What needs to be done: Set the data down again so that every line matches exactly.
[[ Supplied records, beginning ]]
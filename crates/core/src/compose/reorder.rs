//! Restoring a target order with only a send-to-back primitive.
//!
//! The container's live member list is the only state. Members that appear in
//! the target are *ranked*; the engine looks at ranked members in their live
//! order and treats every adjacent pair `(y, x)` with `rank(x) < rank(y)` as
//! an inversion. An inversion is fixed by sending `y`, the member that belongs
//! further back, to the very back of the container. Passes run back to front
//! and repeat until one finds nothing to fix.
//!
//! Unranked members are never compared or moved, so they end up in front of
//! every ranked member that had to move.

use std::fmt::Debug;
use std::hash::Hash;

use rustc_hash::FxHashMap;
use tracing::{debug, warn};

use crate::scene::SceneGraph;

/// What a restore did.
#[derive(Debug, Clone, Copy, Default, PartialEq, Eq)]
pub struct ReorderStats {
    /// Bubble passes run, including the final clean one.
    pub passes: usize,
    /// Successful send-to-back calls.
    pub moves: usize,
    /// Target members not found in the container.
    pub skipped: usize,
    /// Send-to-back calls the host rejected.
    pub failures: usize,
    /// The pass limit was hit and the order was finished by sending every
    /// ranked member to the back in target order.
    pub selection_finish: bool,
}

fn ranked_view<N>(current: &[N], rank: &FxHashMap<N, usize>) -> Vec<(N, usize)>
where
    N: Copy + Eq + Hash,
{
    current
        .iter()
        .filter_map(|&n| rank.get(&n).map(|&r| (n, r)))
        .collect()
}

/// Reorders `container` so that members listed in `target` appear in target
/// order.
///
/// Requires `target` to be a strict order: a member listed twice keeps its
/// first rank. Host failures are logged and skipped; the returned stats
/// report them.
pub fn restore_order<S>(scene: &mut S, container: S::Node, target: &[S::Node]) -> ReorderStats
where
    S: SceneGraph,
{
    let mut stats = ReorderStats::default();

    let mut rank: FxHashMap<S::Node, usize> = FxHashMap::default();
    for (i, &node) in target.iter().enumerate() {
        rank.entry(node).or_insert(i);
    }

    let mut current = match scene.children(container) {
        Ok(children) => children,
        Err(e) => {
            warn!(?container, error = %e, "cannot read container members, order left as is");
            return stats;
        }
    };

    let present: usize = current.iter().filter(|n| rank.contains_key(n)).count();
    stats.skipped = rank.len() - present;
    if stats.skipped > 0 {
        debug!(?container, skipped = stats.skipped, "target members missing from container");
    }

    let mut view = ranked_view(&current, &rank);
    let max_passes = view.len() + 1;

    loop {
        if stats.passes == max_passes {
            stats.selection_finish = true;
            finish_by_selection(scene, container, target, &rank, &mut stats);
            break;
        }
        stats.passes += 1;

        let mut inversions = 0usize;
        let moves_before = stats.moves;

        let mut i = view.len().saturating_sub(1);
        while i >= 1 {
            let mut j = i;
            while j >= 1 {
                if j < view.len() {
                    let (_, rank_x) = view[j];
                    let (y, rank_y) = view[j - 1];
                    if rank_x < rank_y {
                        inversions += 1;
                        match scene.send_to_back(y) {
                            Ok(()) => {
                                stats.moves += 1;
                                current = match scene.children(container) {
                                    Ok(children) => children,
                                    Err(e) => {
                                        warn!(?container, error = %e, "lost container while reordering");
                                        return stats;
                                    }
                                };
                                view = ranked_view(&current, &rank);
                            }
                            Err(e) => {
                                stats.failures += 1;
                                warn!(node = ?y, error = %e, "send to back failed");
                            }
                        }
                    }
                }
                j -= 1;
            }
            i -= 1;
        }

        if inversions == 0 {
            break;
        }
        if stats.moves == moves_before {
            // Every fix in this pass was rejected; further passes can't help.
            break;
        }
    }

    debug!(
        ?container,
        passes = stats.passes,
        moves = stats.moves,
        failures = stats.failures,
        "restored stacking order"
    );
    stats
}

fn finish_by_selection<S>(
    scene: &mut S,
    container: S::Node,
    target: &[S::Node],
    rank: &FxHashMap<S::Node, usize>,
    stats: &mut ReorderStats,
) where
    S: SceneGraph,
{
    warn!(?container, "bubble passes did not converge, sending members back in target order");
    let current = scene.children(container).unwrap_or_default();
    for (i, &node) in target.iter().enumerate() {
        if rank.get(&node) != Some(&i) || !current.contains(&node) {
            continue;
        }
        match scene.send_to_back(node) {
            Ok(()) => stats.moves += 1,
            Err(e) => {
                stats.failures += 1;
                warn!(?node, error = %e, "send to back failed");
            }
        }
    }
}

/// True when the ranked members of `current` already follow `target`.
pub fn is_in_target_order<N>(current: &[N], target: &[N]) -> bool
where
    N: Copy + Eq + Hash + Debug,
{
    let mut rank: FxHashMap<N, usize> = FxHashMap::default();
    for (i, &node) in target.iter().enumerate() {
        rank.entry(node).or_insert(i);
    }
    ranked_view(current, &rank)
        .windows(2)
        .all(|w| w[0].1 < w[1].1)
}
[[ Supplied records, end ]]
Answer for the task:
filename crates/core/src/compose/reorder.rs
//! Restoring a target order with only a send-to-back primitive.
//!
//! The container's live member list is the only state. Members that appear in
//! the target are *ranked*; the engine looks at ranked members in their live
//! order and treats every adjacent pair `(y, x)` with `rank(x) < rank(y)` as
//! an inversion. An inversion is fixed by sending `y`, the member that belongs
//! further back, to the very back of the container. Passes run back to front
//! and repeat until one finds nothing to fix.
//!
//! Unranked members are never compared or moved, so they end up in front of
//! every ranked member that had to move.

use std::fmt::Debug;
use std::hash::Hash;

use rustc_hash::FxHashMap;
use tracing::{debug, warn};

use crate::scene::SceneGraph;

/// What a restore did.
#[derive(Debug, Clone, Copy, Default, PartialEq, Eq)]
pub struct ReorderStats {
    /// Bubble passes run, including the final clean one.
    pub passes: usize,
    /// Successful send-to-back calls.
    pub moves: usize,
    /// Target members not found in the container.
    pub skipped: usize,
    /// Send-to-back calls the host rejected.
    pub failures: usize,
    /// The pass limit was hit and the order was finished by sending every
    /// ranked member to the back in target order.
    pub selection_finish: bool,
}

fn ranked_view<N>(current: &[N], rank: &FxHashMap<N, usize>) -> Vec<(N, usize)>
where
    N: Copy + Eq + Hash,
{
    current
        .iter()
        .filter_map(|&n| rank.get(&n).map(|&r| (n, r)))
        .collect()
}

/// Reorders `container` so that members listed in `target` appear in target
/// order.
///
/// Requires `target` to be a strict order: a member listed twice keeps its
/// first rank. Host failures are logged and skipped; the returned stats
/// report them.
pub fn restore_order<S>(scene: &mut S, container: S::Node, target: &[S::Node]) -> ReorderStats
where
    S: SceneGraph,
{
    let mut stats = ReorderStats::default();

    let mut rank: FxHashMap<S::Node, usize> = FxHashMap::default();
    for (i, &node) in target.iter().enumerate() {
        rank.entry(node).or_insert(i);
    }

    let mut current = match scene.children(container) {
        Ok(children) => children,
        Err(e) => {
            warn!(?container, error = %e, "cannot read container members, order left as is");
            return stats;
        }
    };

    let present: usize = current.iter().filter(|n| rank.contains_key(n)).count();
    stats.skipped = rank.len() - present;
    if stats.skipped > 0 {
        debug!(?container, skipped = stats.skipped, "target members missing from container");
    }

    let mut view = ranked_view(&current, &rank);
    let max_passes = view.len() + 1;

    loop {
        if stats.passes == max_passes {
            stats.selection_finish = true;
            finish_by_selection(scene, container, target, &rank, &mut stats);
            break;
        }
        stats.passes += 1;

        let mut inversions = 0usize;
        let moves_before = stats.moves;

        let mut i = view.len().saturating_sub(1);
        while i >= 1 {
            let mut j = i;
            while j >= 1 {
                if j < view.len() {
                    let (_, rank_x) = view[j];
                    let (y, rank_y) = view[j - 1];
                    if rank_x < rank_y {
                        inversions += 1;
                        match scene.send_to_back(y) {
                            Ok(()) => {
                                stats.moves += 1;
                                current = match scene.children(container) {
                                    Ok(children) => children,
                                    Err(e) => {
                                        warn!(?container, error = %e, "lost container while reordering");
                                        return stats;
                                    }
                                };
                                view = ranked_view(&current, &rank);
                            }
                            Err(e) => {
                                stats.failures += 1;
                                warn!(node = ?y, error = %e, "send to back failed");
                            }
                        }
                    }
                }
                j -= 1;
            }
            i -= 1;
        }

        if inversions == 0 {
            break;
        }
        if stats.moves == moves_before {
            // Every fix in this pass was rejected; further passes can't help.
            break;
        }
    }

    debug!(
        ?container,
        passes = stats.passes,
        moves = stats.moves,
        failures = stats.failures,
        "restored stacking order"
    );
    stats
}

fn finish_by_selection<S>(
    scene: &mut S,
    container: S::Node,
    target: &[S::Node],
    rank: &FxHashMap<S::Node, usize>,
    stats: &mut ReorderStats,
) where
    S: SceneGraph,
{
    warn!(?container, "bubble passes did not converge, sending members back in target order");
    let current = scene.children(container).unwrap_or_default();
    for (i, &node) in target.iter().enumerate() {
        if rank.get(&node) != Some(&i) || !current.contains(&node) {
            continue;
        }
        match scene.send_to_back(node) {
            Ok(()) => stats.moves += 1,
            Err(e) => {
                stats.failures += 1;
                warn!(?node, error = %e, "send to back failed");
            }
        }
    }
}

/// True when the ranked members of `current` already follow `target`.
pub fn is_in_target_order<N>(current: &[N], target: &[N]) -> bool
where
    N: Copy + Eq + Hash + Debug,
{
    let mut rank: FxHashMap<N, usize> = FxHashMap::default();
    for (i, &node) in target.iter().enumerate() {
        rank.entry(node).or_insert(i);
    }
    ranked_view(current, &rank)
        .windows(2)
        .all(|w| w[0].1 < w[1].1)
}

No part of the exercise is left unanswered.